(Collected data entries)
# # # # #
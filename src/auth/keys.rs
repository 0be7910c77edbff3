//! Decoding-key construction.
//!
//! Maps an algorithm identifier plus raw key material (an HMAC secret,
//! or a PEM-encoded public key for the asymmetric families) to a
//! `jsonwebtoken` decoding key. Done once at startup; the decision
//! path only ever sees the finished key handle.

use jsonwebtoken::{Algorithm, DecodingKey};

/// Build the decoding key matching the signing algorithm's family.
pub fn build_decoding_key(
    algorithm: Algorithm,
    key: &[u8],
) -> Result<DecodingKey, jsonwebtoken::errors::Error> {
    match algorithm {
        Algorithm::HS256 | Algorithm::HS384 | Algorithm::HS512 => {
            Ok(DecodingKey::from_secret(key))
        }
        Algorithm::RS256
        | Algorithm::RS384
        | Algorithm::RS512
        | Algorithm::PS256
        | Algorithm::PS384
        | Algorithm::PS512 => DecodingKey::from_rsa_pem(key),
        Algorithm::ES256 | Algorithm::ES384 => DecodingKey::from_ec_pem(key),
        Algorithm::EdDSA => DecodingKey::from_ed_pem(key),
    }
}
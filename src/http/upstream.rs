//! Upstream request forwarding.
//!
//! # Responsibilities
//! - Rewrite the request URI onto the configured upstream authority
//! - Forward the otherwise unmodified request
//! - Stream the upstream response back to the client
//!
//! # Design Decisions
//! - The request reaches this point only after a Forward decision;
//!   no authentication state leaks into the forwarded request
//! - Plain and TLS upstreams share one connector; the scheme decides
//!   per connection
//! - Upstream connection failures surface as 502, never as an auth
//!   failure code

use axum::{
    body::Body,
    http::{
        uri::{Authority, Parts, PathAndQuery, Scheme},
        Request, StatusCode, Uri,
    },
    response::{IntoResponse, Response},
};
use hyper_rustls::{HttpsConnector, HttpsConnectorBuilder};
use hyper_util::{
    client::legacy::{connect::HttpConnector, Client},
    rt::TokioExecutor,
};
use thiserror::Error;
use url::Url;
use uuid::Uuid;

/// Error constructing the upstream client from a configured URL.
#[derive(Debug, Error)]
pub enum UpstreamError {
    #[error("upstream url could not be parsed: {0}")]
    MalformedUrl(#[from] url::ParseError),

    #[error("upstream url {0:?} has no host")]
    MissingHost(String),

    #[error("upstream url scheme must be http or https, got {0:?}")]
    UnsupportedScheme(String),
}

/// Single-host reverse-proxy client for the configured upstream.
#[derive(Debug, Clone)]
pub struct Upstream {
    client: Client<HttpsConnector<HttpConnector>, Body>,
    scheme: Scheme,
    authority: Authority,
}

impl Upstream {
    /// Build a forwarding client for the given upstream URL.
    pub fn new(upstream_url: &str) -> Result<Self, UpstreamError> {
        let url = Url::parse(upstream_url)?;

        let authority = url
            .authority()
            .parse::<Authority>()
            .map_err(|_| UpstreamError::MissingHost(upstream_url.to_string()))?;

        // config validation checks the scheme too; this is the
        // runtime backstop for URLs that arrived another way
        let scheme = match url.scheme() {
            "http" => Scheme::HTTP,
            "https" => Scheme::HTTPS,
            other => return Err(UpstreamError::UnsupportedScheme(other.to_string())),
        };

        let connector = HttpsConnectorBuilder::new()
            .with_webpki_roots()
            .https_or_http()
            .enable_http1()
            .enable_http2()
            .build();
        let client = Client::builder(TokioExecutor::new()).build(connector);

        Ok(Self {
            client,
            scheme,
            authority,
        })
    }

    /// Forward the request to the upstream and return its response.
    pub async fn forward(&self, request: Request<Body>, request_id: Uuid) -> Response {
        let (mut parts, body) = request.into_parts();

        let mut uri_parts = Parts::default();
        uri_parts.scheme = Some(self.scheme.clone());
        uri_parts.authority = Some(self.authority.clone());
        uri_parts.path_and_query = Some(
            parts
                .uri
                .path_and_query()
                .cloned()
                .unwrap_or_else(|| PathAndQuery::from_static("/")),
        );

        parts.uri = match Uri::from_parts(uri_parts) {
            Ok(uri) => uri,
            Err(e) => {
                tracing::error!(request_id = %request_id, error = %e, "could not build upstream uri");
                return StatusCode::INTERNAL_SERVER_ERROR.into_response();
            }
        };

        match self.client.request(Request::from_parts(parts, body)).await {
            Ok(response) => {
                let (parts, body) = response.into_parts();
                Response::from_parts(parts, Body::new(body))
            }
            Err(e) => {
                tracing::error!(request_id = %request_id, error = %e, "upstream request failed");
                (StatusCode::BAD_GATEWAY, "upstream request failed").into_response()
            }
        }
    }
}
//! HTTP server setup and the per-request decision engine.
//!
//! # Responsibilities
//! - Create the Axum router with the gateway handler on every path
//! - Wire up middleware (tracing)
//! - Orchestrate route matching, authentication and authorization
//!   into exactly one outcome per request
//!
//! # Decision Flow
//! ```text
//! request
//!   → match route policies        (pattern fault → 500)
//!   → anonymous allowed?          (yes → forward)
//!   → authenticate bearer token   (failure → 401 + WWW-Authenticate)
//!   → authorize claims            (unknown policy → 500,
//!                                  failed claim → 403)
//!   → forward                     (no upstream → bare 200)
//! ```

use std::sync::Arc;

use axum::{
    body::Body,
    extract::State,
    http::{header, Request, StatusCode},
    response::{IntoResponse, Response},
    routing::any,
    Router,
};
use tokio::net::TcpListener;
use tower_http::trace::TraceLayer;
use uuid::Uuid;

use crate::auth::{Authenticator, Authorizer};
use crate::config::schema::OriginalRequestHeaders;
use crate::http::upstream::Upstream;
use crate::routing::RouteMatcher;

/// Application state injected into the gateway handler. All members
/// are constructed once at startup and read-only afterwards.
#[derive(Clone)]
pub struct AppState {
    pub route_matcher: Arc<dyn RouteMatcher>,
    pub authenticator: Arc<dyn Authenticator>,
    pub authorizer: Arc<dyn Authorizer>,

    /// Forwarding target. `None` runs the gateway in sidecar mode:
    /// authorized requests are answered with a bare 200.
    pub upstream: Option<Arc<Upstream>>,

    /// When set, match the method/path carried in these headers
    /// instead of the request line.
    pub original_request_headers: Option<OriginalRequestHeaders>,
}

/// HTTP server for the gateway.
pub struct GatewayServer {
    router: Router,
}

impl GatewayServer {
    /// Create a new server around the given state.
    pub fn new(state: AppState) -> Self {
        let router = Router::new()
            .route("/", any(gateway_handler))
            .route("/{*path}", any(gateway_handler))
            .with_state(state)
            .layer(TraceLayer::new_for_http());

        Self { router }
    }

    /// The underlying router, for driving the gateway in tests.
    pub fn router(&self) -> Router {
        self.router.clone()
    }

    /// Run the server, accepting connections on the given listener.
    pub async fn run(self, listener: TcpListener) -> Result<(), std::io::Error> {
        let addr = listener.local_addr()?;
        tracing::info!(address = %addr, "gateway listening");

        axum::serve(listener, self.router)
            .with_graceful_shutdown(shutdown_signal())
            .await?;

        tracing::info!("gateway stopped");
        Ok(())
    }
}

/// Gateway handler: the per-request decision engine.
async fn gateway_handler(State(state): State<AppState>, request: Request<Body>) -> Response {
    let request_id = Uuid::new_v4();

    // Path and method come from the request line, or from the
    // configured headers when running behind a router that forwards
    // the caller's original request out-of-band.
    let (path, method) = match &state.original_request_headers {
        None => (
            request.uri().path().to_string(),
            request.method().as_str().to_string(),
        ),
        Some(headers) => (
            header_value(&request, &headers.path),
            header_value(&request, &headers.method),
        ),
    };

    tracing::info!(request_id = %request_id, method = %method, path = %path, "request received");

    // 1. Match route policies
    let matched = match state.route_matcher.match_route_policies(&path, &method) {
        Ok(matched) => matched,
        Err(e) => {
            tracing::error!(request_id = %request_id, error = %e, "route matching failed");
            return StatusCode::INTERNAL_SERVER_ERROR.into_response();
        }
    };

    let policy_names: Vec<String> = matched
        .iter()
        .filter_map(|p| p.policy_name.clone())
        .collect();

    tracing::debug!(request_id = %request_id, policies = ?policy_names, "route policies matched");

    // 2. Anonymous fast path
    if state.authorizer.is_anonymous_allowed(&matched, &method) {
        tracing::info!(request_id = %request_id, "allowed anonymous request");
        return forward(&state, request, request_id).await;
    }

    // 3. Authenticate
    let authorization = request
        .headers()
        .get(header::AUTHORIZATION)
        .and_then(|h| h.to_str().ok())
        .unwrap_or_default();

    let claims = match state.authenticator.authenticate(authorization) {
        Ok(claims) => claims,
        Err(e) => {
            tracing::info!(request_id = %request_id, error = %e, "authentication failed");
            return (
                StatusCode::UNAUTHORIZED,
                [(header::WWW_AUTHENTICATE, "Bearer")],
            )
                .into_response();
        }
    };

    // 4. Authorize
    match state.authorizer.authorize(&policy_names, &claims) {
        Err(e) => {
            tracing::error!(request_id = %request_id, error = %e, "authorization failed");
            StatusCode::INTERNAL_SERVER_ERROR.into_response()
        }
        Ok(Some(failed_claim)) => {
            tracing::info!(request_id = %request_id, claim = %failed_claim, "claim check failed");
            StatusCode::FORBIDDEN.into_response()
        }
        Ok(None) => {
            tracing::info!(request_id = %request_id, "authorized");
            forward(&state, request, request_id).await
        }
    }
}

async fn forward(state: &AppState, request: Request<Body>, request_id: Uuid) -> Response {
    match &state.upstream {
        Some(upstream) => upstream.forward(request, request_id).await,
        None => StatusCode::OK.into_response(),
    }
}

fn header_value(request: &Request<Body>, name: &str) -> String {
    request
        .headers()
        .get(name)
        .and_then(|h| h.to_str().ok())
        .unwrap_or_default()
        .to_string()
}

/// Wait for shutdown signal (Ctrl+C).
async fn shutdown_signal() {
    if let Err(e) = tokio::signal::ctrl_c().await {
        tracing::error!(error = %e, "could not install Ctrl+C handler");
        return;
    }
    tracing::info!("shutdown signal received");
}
# # # # #
_YOUR GOAL_: Copy every line from the data that includes the string "matched".

_ANSWER SECTION_:
    let matched = match state.route_matcher.match_route_policies(&path, &method) {
        Ok(matched) => matched,
    let policy_names: Vec<String> = matched
    tracing::debug!(request_id = %request_id, policies = ?policy_names, "route policies matched");
    if state.authorizer.is_anonymous_allowed(&matched, &method) {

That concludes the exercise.